> _Data items_:
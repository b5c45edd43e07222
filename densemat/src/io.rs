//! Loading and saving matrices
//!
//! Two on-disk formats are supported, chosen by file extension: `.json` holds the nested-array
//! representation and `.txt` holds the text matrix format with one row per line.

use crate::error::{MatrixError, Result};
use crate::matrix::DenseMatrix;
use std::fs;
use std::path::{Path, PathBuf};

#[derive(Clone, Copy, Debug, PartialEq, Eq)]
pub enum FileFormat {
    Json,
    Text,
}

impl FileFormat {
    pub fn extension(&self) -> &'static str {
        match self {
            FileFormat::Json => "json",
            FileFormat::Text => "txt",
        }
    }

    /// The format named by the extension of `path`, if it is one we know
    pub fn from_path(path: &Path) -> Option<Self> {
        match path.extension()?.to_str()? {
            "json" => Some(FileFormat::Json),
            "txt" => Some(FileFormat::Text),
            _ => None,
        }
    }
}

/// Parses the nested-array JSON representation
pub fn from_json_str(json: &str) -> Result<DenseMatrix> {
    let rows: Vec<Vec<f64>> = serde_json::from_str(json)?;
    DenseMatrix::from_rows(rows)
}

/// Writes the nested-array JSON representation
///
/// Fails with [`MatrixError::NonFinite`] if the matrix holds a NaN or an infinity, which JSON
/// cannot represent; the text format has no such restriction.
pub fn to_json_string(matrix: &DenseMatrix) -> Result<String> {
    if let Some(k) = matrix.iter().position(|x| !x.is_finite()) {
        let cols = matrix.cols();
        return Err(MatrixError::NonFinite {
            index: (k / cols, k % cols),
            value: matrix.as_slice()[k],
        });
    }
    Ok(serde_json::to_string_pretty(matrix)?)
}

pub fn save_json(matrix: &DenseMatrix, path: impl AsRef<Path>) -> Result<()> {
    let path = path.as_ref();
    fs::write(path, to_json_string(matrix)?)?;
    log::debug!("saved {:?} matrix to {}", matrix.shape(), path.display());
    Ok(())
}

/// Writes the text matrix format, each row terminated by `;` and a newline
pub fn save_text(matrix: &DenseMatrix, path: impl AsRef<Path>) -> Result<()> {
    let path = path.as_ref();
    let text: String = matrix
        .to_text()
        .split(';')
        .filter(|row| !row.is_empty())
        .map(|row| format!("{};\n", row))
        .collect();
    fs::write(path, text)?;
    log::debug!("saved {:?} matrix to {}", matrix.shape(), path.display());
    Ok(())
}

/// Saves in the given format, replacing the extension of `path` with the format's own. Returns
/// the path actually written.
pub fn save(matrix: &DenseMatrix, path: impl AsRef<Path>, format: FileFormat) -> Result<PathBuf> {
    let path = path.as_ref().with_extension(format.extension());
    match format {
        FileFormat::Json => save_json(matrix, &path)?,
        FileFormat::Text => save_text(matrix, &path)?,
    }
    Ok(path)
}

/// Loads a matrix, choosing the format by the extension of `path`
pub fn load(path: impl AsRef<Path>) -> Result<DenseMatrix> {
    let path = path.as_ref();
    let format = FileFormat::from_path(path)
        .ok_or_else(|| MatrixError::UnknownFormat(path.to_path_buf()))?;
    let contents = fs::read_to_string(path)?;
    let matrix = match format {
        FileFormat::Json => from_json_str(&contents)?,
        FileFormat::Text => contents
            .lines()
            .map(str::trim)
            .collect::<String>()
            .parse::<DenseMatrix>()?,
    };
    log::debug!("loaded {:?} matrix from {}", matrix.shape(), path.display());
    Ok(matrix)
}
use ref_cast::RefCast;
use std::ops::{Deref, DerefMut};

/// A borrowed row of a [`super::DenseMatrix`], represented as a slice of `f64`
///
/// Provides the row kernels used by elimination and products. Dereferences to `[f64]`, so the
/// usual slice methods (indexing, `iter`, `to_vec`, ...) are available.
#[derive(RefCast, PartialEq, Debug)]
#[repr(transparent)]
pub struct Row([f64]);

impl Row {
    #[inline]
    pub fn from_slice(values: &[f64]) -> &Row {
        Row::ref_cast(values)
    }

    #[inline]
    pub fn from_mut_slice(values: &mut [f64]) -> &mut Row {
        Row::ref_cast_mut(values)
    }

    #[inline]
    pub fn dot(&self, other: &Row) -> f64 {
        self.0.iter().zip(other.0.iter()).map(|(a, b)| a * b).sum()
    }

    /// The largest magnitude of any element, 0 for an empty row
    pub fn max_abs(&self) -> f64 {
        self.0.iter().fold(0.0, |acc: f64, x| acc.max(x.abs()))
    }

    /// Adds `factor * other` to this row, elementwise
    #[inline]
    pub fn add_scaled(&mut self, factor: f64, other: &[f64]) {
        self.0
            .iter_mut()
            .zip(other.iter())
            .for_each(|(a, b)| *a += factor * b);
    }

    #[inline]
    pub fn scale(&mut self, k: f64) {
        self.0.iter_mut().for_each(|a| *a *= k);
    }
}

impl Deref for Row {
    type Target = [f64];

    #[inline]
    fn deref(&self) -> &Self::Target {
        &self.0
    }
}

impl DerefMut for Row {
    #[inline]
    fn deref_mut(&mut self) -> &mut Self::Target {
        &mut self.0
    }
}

...

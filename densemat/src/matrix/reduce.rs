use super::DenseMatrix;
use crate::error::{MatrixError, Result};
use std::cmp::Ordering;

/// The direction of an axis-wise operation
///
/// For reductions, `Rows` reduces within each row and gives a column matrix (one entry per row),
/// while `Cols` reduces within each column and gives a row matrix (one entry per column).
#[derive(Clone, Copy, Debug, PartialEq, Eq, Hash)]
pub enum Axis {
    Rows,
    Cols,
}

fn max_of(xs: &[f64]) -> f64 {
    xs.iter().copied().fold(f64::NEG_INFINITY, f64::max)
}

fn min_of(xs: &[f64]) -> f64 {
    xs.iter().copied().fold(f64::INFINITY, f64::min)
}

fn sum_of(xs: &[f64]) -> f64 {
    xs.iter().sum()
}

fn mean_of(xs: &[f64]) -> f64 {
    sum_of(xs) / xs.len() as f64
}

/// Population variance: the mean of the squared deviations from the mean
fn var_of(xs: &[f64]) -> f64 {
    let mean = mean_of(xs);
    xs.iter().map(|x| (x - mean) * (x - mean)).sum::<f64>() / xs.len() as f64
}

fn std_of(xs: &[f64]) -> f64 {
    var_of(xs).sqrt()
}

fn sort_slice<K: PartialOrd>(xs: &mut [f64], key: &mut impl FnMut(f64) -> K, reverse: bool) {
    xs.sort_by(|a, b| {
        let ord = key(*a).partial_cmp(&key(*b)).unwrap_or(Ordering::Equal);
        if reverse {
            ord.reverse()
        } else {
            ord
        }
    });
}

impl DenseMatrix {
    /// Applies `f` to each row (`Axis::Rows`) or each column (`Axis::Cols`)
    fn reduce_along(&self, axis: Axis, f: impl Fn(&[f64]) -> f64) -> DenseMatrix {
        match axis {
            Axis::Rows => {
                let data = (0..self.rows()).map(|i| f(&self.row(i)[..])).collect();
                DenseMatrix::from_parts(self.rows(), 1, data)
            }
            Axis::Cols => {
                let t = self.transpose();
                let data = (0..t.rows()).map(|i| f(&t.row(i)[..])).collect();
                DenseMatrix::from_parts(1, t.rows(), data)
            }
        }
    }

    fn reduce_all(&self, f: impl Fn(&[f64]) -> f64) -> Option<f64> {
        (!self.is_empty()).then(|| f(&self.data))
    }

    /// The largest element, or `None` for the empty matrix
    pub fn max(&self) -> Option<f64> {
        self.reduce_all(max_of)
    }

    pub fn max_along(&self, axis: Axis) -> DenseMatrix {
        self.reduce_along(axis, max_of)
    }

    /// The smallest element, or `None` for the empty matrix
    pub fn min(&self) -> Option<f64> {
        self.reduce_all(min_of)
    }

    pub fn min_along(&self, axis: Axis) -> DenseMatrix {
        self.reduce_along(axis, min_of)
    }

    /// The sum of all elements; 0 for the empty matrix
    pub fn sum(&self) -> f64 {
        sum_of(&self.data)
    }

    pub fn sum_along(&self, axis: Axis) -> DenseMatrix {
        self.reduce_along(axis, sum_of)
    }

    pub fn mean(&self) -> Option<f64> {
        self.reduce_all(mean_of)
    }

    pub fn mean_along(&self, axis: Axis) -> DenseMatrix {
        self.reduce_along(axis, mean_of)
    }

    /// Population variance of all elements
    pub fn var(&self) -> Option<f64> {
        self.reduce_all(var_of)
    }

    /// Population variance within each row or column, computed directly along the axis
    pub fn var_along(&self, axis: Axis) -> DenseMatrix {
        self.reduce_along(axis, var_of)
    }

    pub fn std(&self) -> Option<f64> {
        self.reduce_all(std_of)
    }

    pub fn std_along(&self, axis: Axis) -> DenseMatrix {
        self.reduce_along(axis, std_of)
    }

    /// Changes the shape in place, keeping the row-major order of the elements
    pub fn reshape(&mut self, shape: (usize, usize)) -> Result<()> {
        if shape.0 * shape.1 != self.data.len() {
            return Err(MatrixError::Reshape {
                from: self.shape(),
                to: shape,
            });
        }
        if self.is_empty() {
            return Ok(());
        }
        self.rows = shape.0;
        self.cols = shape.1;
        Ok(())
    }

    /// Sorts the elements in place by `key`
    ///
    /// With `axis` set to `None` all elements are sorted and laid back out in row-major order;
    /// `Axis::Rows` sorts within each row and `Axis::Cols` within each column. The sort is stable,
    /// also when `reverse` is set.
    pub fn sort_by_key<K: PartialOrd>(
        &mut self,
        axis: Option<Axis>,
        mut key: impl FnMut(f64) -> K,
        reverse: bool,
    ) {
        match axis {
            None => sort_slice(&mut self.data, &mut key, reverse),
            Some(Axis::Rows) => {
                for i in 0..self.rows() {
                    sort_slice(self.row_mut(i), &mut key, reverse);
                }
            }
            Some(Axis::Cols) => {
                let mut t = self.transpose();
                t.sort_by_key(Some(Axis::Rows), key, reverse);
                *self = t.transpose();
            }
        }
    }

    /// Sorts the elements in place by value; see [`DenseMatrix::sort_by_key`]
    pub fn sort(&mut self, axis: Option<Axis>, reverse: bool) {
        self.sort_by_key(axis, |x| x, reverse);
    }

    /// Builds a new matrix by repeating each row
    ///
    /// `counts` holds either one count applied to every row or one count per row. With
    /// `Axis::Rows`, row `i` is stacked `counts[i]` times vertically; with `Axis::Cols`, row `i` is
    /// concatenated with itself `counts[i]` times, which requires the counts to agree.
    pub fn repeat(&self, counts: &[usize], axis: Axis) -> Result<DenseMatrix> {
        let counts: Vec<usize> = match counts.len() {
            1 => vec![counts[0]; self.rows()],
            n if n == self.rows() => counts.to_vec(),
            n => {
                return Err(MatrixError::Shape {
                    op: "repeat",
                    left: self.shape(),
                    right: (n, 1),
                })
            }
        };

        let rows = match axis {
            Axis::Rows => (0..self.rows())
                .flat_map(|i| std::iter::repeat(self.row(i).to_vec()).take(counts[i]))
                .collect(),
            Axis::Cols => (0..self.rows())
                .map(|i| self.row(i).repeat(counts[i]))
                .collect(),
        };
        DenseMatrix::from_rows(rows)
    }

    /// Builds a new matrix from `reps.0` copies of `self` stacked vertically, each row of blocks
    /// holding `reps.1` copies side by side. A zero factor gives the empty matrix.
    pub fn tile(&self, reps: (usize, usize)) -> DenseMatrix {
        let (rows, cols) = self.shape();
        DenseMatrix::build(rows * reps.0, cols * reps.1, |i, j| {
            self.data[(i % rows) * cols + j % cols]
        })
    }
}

> _Try it_: Among the lines above, repeat exactly those from the line with "pub fn reshape(&mut" to the line with "per row. With", counting both ends.

> _Finished task_:
    pub fn reshape(&mut self, shape: (usize, usize)) -> Result<()> {
        if shape.0 * shape.1 != self.data.len() {
            return Err(MatrixError::Reshape {
                from: self.shape(),
                to: shape,
            });
        }
        if self.is_empty() {
            return Ok(());
        }
        self.rows = shape.0;
        self.cols = shape.1;
        Ok(())
    }

    /// Sorts the elements in place by `key`
    ///
    /// With `axis` set to `None` all elements are sorted and laid back out in row-major order;
    /// `Axis::Rows` sorts within each row and `Axis::Cols` within each column. The sort is stable,
    /// also when `reverse` is set.
    pub fn sort_by_key<K: PartialOrd>(
        &mut self,
        axis: Option<Axis>,
        mut key: impl FnMut(f64) -> K,
        reverse: bool,
    ) {
        match axis {
            None => sort_slice(&mut self.data, &mut key, reverse),
            Some(Axis::Rows) => {
                for i in 0..self.rows() {
                    sort_slice(self.row_mut(i), &mut key, reverse);
                }
            }
            Some(Axis::Cols) => {
                let mut t = self.transpose();
                t.sort_by_key(Some(Axis::Rows), key, reverse);
                *self = t.transpose();
            }
        }
    }

    /// Sorts the elements in place by value; see [`DenseMatrix::sort_by_key`]
    pub fn sort(&mut self, axis: Option<Axis>, reverse: bool) {
        self.sort_by_key(axis, |x| x, reverse);
    }

    /// Builds a new matrix by repeating each row
    ///
    /// `counts` holds either one count applied to every row or one count per row. With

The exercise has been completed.